I have a basic question that ragards the Python multiprocessing method, how different processes, which use queues to transfer data, could optimally be started.

For that I use a simple example where

  1. Data is received
  2. Data is processed
  3. Data is send

All of the upper steps should happen in parallel through three different processes.

Here the example code:

import multiprocessing
import keyboard
import time

def getData(queue_raw):
    for num in range(1000):
        queue_raw.put(num)
        print("getData: put "+ str(num)+" in queue_raw")
    while True:
        if keyboard.read_key() == "s":
            break

def calcFeatures(queue_raw, queue_features):
    while not queue_raw.empty():
        data = queue_raw.get()
        queue_features.put(data**2)
        print("calcFeatures: put "+ str(data**2)+" in queue_features")

def sendFeatures(queue_features):
    while not queue_features.empty():
        feature = queue_features.get()
        print("sendFeatures: put "+ str(feature)+" out")

if __name__ == "__main__":

    queue_raw = multiprocessing.Queue()
    queue_features = multiprocessing.Queue()

    processes = [

        multiprocessing.Process(target=getData, args=(queue_raw,)),
        multiprocessing.Process(target=calcFeatures, args=(queue_raw, queue_features,)),
        multiprocessing.Process(target=sendFeatures, args=(queue_features,))
    ]

    processes[0].start()
    time.sleep(0.1)
    processes[1].start()
    time.sleep(0.1)
    processes[2].start()

    #for p in processes:
    #    p.start()
    for p in processes:
        p.join()

This program works, but my question is regarding the start of the different processes. Ideally process[1] should start only if process[0] put data in the queue_raw; while process[2] should only start if process[1] put the calculated features in queue_features.

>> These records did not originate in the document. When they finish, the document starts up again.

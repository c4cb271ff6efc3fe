//! Persisty Storage
//!
//! A backend-agnostic storage core. Every storage, whether an in-process map,
//! a SQLite table or a DynamoDB table, exposes the same keyed CRUD, search,
//! count and cursor pagination contract, and returns the same results for
//! the same filter and ordering. Backends only differ in how much of a search
//! they push down to the database.
//!
//! # Features
//!
//! - **One contract**: [`Storage`] over JSON object items
//! - **Filter translation**: filters become SQL `WHERE` clauses or DynamoDB
//!   key conditions and filter expressions, re-checked client-side wherever
//!   the translation is partial
//! - **Opaque cursors**: page keys bound to the search that issued them
//! - **Wrappers**: access control, dataset filters, timestamps, schema
//!   validation, TTL caching and logging, stackable in any order
//!
//! # Backend Features
//!
//! - `sqlite` (default) - SQLite through an r2d2 pool, in-memory or file
//! - `dynamodb` (default) - DynamoDB translation with an in-process emulator
//! - `dynamodb-aws` - the AWS SDK client for real tables
//!
//! # Architecture
//!
//! - [`error`] - error taxonomy
//! - [`types`] - items, pages, cursors, edits and cache headers
//! - [`filter`] - filters, comparators and searches
//! - [`meta`] - attributes, keys, capabilities and cache policies
//! - [`core`] - the [`Storage`] trait and its default behaviour
//! - [`backends`] - memory, SQLite and DynamoDB implementations
//! - [`wrappers`] - cross-cutting policies layered over any storage
//! - [`registry`] - explicit name to storage lookup
//! - [`config`] - serde configuration for whole storages
//!
//! # Quick Start
//!
//! ```
//! use persisty_storage::backends::memory::MemStorage;
//! use persisty_storage::filter::{SearchFilter, attr};
//! use persisty_storage::meta::{Attr, StorageMeta};
//! use persisty_storage::Storage;
//! use serde_json::json;
//!
//! let meta = StorageMeta::builder("books")
//!     .attr(Attr::string("id"))
//!     .attr(Attr::int("year"))
//!     .batch_size(1)
//!     .build()
//!     .unwrap();
//! let storage = MemStorage::new(meta);
//! for (id, year) in [("a", 1960), ("b", 1970), ("c", 1980)] {
//!     storage.create(json!({"id": id, "year": year}).as_object().cloned().unwrap()).unwrap();
//! }
//!
//! let search = SearchFilter::new(attr("year").gte(1970));
//! let first = storage.paged_search(&search, None, Some(1)).unwrap();
//! assert_eq!(first.items[0]["id"], json!("b"));
//!
//! let second = storage
//!     .paged_search(&search, first.next_page_key.as_deref(), Some(1))
//!     .unwrap();
//! assert_eq!(second.items[0]["id"], json!("c"));
//! assert!(second.next_page_key.is_none());
//! ```

#![warn(missing_docs)]
#![warn(rustdoc::missing_crate_level_docs)]

pub mod backends;
pub mod clock;
pub mod config;
pub mod core;
pub mod error;
pub mod filter;
pub mod meta;
pub mod registry;
pub mod types;
pub mod wrappers;

// Re-export commonly used types at crate root
pub use error::{StorageError, StorageResult};
pub use filter::{Comparator, Filter, SearchFilter, attr};
pub use meta::{AccessControl, Attr, KeyConfig, StorageMeta};
pub use types::{Edit, EditResult, Item, Page};

// Re-export the core trait and composition helpers
pub use config::StorageConfig;
pub use core::Storage;
pub use registry::StorageRegistry;
pub use wrappers::StorageExt;

/// Crate version.
pub const VERSION: &str = env!("CARGO_PKG_VERSION");

/// Crate name.
pub const NAME: &str = env!("CARGO_PKG_NAME");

Right now I did that through time.sleep() function, which is suboptimal, since I don't necessarily know how long the processes will take. I also tried something like:

processes[0].start()
while queue_raw.empty():
    time.sleep(0.5)
processes[1].start()

But it won't work, since only the first process is estimated. Any method how this process depending starts could be done?

Merk
  • 171
  • 12
  • Start all the processes and design them as a loop of infinite sleep unless there is some work to do (data found in the respective queue)? – deponovo Nov 15 '21 at 09:44
  • `Queue.get()` should block if there is no data in the queue. Are you sure you need to sleep there? (https://docs.python.org/3/library/multiprocessing.html#multiprocessing.Queue.get) – moooeeeep Nov 15 '21 at 09:55
  • @moooeeeep Yes, based on the documentation this would not be the case. But if I leave the sleep statements out, the program rather does not execute the other processes, or it does it, but since the queue is still empty the processes are already finished. Also the keyboard break then does not work. I tested the same also without the print statements, but it still won't work. So I think I am generally missing a basic concept how processes are started when the passed queues are interchangeably used between the processes – Merk Nov 15 '21 at 11:04
  • You should change the exit condition to `while True` then, or check some other flag to notify processes to exit. – moooeeeep Nov 15 '21 at 11:49
  • Example: https://stackoverflow.com/questions/48569731/detect-when-multiprocessing-queue-is-empty-and-closed – moooeeeep Nov 15 '21 at 11:53
  • Thanks for your comment @moooeeeep. That solved the problem. I put the answer in pseudo code below – Merk Nov 15 '21 at 12:30

1 Answers1

1

@moooeeeep pointed out the right comment. Checking with while not queue.empty(): is not waiting till data is actually in the queue!

An approach via a sentinel object (here None) and a while True loop will enforce that the process waits till the other processes put data in the queue:

FLAG_STOP=False
while FLAG_STOP is False:
    data = queue_raw.get()  # get will wait
    if data is None:
        # Finish analysis
        FLAG_STOP = True
    else:
        # work with data
Merk
  • 171
  • 12